Hand back all of the records exactly as they read.

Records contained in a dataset
○ ○ ○ ○ ○
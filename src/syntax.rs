//! Pure syntactic helpers over candidate test source: bracket closing,
//! completion trimming, comment-out, and doc-comment reflow (spec.md §4.2).
//!
//! These are intentionally narrow: `close_brackets`'s "permissive
//! expression-statement parser" is a structural check (balanced delimiters
//! outside strings/comments, no dangling string literal, no trailing binary
//! operator), not a full ECMAScript grammar — see DESIGN.md.

/// Opaque marker standing in for the AST spec.md's `closeBrackets` returns
/// alongside the repaired source. The engine never inspects it; its only
/// role is signalling that the permissive parser accepted the source.
#[derive(Debug, Clone, Copy, PartialEq, Eq)]
pub struct ParsedAst;

/// The result of a successful [`close_brackets`] call.
#[derive(Debug, Clone, PartialEq, Eq)]
pub struct ClosedSource {
    pub source: String,
    pub ast: ParsedAst,
}

fn closer_for(open: char) -> char {
    match open {
        '(' => ')',
        '{' => '}',
        '[' => ']',
        _ => unreachable!("closer_for called with non-opening char"),
    }
}

/// Scan `code` left to right, maintaining a stack of expected closers for
/// `( { [`. Characters inside a `// ...` line comment are ignored. Appends
/// any still-open closers (in stack order) and accepts the result only if
/// it passes the permissive structural check.
pub fn close_brackets(code: &str) -> Option<ClosedSource> {
    let mut stack: Vec<char> = Vec::new();
    let mut chars = code.chars().peekable();
    let mut in_line_comment = false;

    while let Some(c) = chars.next() {
        if in_line_comment {
            if c == '\n' {
                in_line_comment = false;
            }
            continue;
        }
        match c {
            '/' if chars.peek() == Some(&'/') => {
                in_line_comment = true;
                chars.next();
            }
            '(' | '{' | '[' => stack.push(closer_for(c)),
            ')' | '}' | ']' => {
                if stack.pop() != Some(c) {
                    return None;
                }
            }
            _ => {}
        }
    }

    // A dangling binary operator makes the statement incomplete regardless
    // of bracket balance; check the original text before any suffixing.
    if ends_with_trailing_operator(code.trim_end()) {
        return None;
    }

    let mut suffixed = code.to_string();
    while let Some(closer) = stack.pop() {
        suffixed.push(closer);
    }

    if permissive_parse(&suffixed) {
        Some(ClosedSource {
            source: suffixed,
            ast: ParsedAst,
        })
    } else {
        None
    }
}

fn permissive_parse(source: &str) -> bool {
    let mut depth: i32 = 0;
    let mut chars = source.chars().peekable();
    let mut in_line_comment = false;
    let mut string_delim: Option<char> = None;

    while let Some(c) = chars.next() {
        if in_line_comment {
            if c == '\n' {
                in_line_comment = false;
            }
            continue;
        }
        if let Some(delim) = string_delim {
            if c == '\\' {
                chars.next();
                continue;
            }
            if c == delim {
                string_delim = None;
            }
            continue;
        }
        match c {
            '/' if chars.peek() == Some(&'/') => {
                in_line_comment = true;
                chars.next();
            }
            '\'' | '"' | '`' => string_delim = Some(c),
            '(' | '{' | '[' => depth += 1,
            ')' | '}' | ']' => {
                depth -= 1;
                if depth < 0 {
                    return false;
                }
            }
            _ => {}
        }
    }

    depth == 0 && string_delim.is_none()
}

const TRAILING_OPERATORS: &[&str] = &[
    "===", "==", "&&", "||", "<=", ">=", "+", "-", "*", "/", "%", "=", "<", ">", "!", "?", ":", ",",
];

fn ends_with_trailing_operator(s: &str) -> bool {
    if s.is_empty() {
        return false;
    }
    TRAILING_OPERATORS.iter().any(|op| s.ends_with(op))
}

fn line_is_complete(line: &str) -> bool {
    let trimmed = line.trim_end();
    trimmed.is_empty() || trimmed.ends_with(';') || trimmed.ends_with('}') || trimmed.ends_with(')')
}

/// Drop an incomplete trailing line, then truncate at the first position
/// where the running count of closers `} )` would drop below zero
/// (defensive against a model breaking out of the surrounding scope).
/// Idempotent: iterates both passes to a fixed point before returning.
pub fn trim_completion(code: &str) -> String {
    let mut current = code.to_string();
    loop {
        let after_lines = drop_incomplete_trailing_lines(&current);
        let after_closers = truncate_negative_closers(&after_lines);
        if after_closers == current {
            current = after_closers;
            break;
        }
        current = after_closers;
    }
    current.trim().to_string()
}

fn drop_incomplete_trailing_lines(code: &str) -> String {
    let mut lines: Vec<&str> = code.split('\n').collect();
    while lines.len() > 1 {
        let last = *lines.last().expect("non-empty");
        if line_is_complete(last) {
            break;
        }
        lines.pop();
    }
    lines.join("\n")
}

fn truncate_negative_closers(code: &str) -> String {
    let mut count: i32 = 0;
    for (idx, c) in code.char_indices() {
        match c {
            '{' | '(' => count += 1,
            '}' | ')' => {
                count -= 1;
                if count < 0 {
                    return code[..idx].to_string();
                }
            }
            _ => {}
        }
    }
    code.to_string()
}

/// Prefix every non-trailing-empty line with `// ` and ensure every line
/// ends with `\n`. Empty input returns empty output.
pub fn comment_out(code: &str) -> String {
    if code.is_empty() {
        return String::new();
    }
    let mut lines: Vec<&str> = code.split('\n').collect();
    if lines.last().is_some_and(|l| l.is_empty()) {
        lines.pop();
    }
    let mut out = String::with_capacity(code.len() + lines.len() * 3);
    for line in lines {
        out.push_str("// ");
        out.push_str(line);
        out.push('\n');
    }
    out
}

/// Split on newlines, strip a leading `*` per line, trim whitespace, drop
/// empty lines, then comment out the result.
pub fn trim_and_combine_doc_comment(raw: &str) -> String {
    let cleaned: Vec<String> = raw
        .lines()
        .map(|line| {
            let trimmed = line.trim();
            trimmed.strip_prefix('*').unwrap_or(trimmed).trim().to_string()
        })
        .filter(|line| !line.is_empty())
        .collect();
    comment_out(&cleaned.join("\n"))
}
○ ○ ○ ○ ○
* [Exercise answer]
filename src/syntax.rs
//! Pure syntactic helpers over candidate test source: bracket closing,
//! completion trimming, comment-out, and doc-comment reflow (spec.md §4.2).
//!
//! These are intentionally narrow: `close_brackets`'s "permissive
//! expression-statement parser" is a structural check (balanced delimiters
//! outside strings/comments, no dangling string literal, no trailing binary
//! operator), not a full ECMAScript grammar — see DESIGN.md.

/// Opaque marker standing in for the AST spec.md's `closeBrackets` returns
/// alongside the repaired source. The engine never inspects it; its only
/// role is signalling that the permissive parser accepted the source.
#[derive(Debug, Clone, Copy, PartialEq, Eq)]
pub struct ParsedAst;

/// The result of a successful [`close_brackets`] call.
#[derive(Debug, Clone, PartialEq, Eq)]
pub struct ClosedSource {
    pub source: String,
    pub ast: ParsedAst,
}

fn closer_for(open: char) -> char {
    match open {
        '(' => ')',
        '{' => '}',
        '[' => ']',
        _ => unreachable!("closer_for called with non-opening char"),
    }
}

/// Scan `code` left to right, maintaining a stack of expected closers for
/// `( { [`. Characters inside a `// ...` line comment are ignored. Appends
/// any still-open closers (in stack order) and accepts the result only if
/// it passes the permissive structural check.
pub fn close_brackets(code: &str) -> Option<ClosedSource> {
    let mut stack: Vec<char> = Vec::new();
    let mut chars = code.chars().peekable();
    let mut in_line_comment = false;

    while let Some(c) = chars.next() {
        if in_line_comment {
            if c == '\n' {
                in_line_comment = false;
            }
            continue;
        }
        match c {
            '/' if chars.peek() == Some(&'/') => {
                in_line_comment = true;
                chars.next();
            }
            '(' | '{' | '[' => stack.push(closer_for(c)),
            ')' | '}' | ']' => {
                if stack.pop() != Some(c) {
                    return None;
                }
            }
            _ => {}
        }
    }

    // A dangling binary operator makes the statement incomplete regardless
    // of bracket balance; check the original text before any suffixing.
    if ends_with_trailing_operator(code.trim_end()) {
        return None;
    }

    let mut suffixed = code.to_string();
    while let Some(closer) = stack.pop() {
        suffixed.push(closer);
    }

    if permissive_parse(&suffixed) {
        Some(ClosedSource {
            source: suffixed,
            ast: ParsedAst,
        })
    } else {
        None
    }
}

fn permissive_parse(source: &str) -> bool {
    let mut depth: i32 = 0;
    let mut chars = source.chars().peekable();
    let mut in_line_comment = false;
    let mut string_delim: Option<char> = None;

    while let Some(c) = chars.next() {
        if in_line_comment {
            if c == '\n' {
                in_line_comment = false;
            }
            continue;
        }
        if let Some(delim) = string_delim {
            if c == '\\' {
                chars.next();
                continue;
            }
            if c == delim {
                string_delim = None;
            }
            continue;
        }
        match c {
            '/' if chars.peek() == Some(&'/') => {
                in_line_comment = true;
                chars.next();
            }
            '\'' | '"' | '`' => string_delim = Some(c),
            '(' | '{' | '[' => depth += 1,
            ')' | '}' | ']' => {
                depth -= 1;
                if depth < 0 {
                    return false;
                }
            }
            _ => {}
        }
    }

    depth == 0 && string_delim.is_none()
}

const TRAILING_OPERATORS: &[&str] = &[
    "===", "==", "&&", "||", "<=", ">=", "+", "-", "*", "/", "%", "=", "<", ">", "!", "?", ":", ",",
];

fn ends_with_trailing_operator(s: &str) -> bool {
    if s.is_empty() {
        return false;
    }
    TRAILING_OPERATORS.iter().any(|op| s.ends_with(op))
}

fn line_is_complete(line: &str) -> bool {
    let trimmed = line.trim_end();
    trimmed.is_empty() || trimmed.ends_with(';') || trimmed.ends_with('}') || trimmed.ends_with(')')
}

/// Drop an incomplete trailing line, then truncate at the first position
/// where the running count of closers `} )` would drop below zero
/// (defensive against a model breaking out of the surrounding scope).
/// Idempotent: iterates both passes to a fixed point before returning.
pub fn trim_completion(code: &str) -> String {
    let mut current = code.to_string();
    loop {
        let after_lines = drop_incomplete_trailing_lines(&current);
        let after_closers = truncate_negative_closers(&after_lines);
        if after_closers == current {
            current = after_closers;
            break;
        }
        current = after_closers;
    }
    current.trim().to_string()
}

fn drop_incomplete_trailing_lines(code: &str) -> String {
    let mut lines: Vec<&str> = code.split('\n').collect();
    while lines.len() > 1 {
        let last = *lines.last().expect("non-empty");
        if line_is_complete(last) {
            break;
        }
        lines.pop();
    }
    lines.join("\n")
}

fn truncate_negative_closers(code: &str) -> String {
    let mut count: i32 = 0;
    for (idx, c) in code.char_indices() {
        match c {
            '{' | '(' => count += 1,
            '}' | ')' => {
                count -= 1;
                if count < 0 {
                    return code[..idx].to_string();
                }
            }
            _ => {}
        }
    }
    code.to_string()
}

/// Prefix every non-trailing-empty line with `// ` and ensure every line
/// ends with `\n`. Empty input returns empty output.
pub fn comment_out(code: &str) -> String {
    if code.is_empty() {
        return String::new();
    }
    let mut lines: Vec<&str> = code.split('\n').collect();
    if lines.last().is_some_and(|l| l.is_empty()) {
        lines.pop();
    }
    let mut out = String::with_capacity(code.len() + lines.len() * 3);
    for line in lines {
        out.push_str("// ");
        out.push_str(line);
        out.push('\n');
    }
    out
}

/// Split on newlines, strip a leading `*` per line, trim whitespace, drop
/// empty lines, then comment out the result.
pub fn trim_and_combine_doc_comment(raw: &str) -> String {
    let cleaned: Vec<String> = raw
        .lines()
        .map(|line| {
            let trimmed = line.trim();
            trimmed.strip_prefix('*').unwrap_or(trimmed).trim().to_string()
        })
        .filter(|line| !line.is_empty())
        .collect();
    comment_out(&cleaned.join("\n"))
}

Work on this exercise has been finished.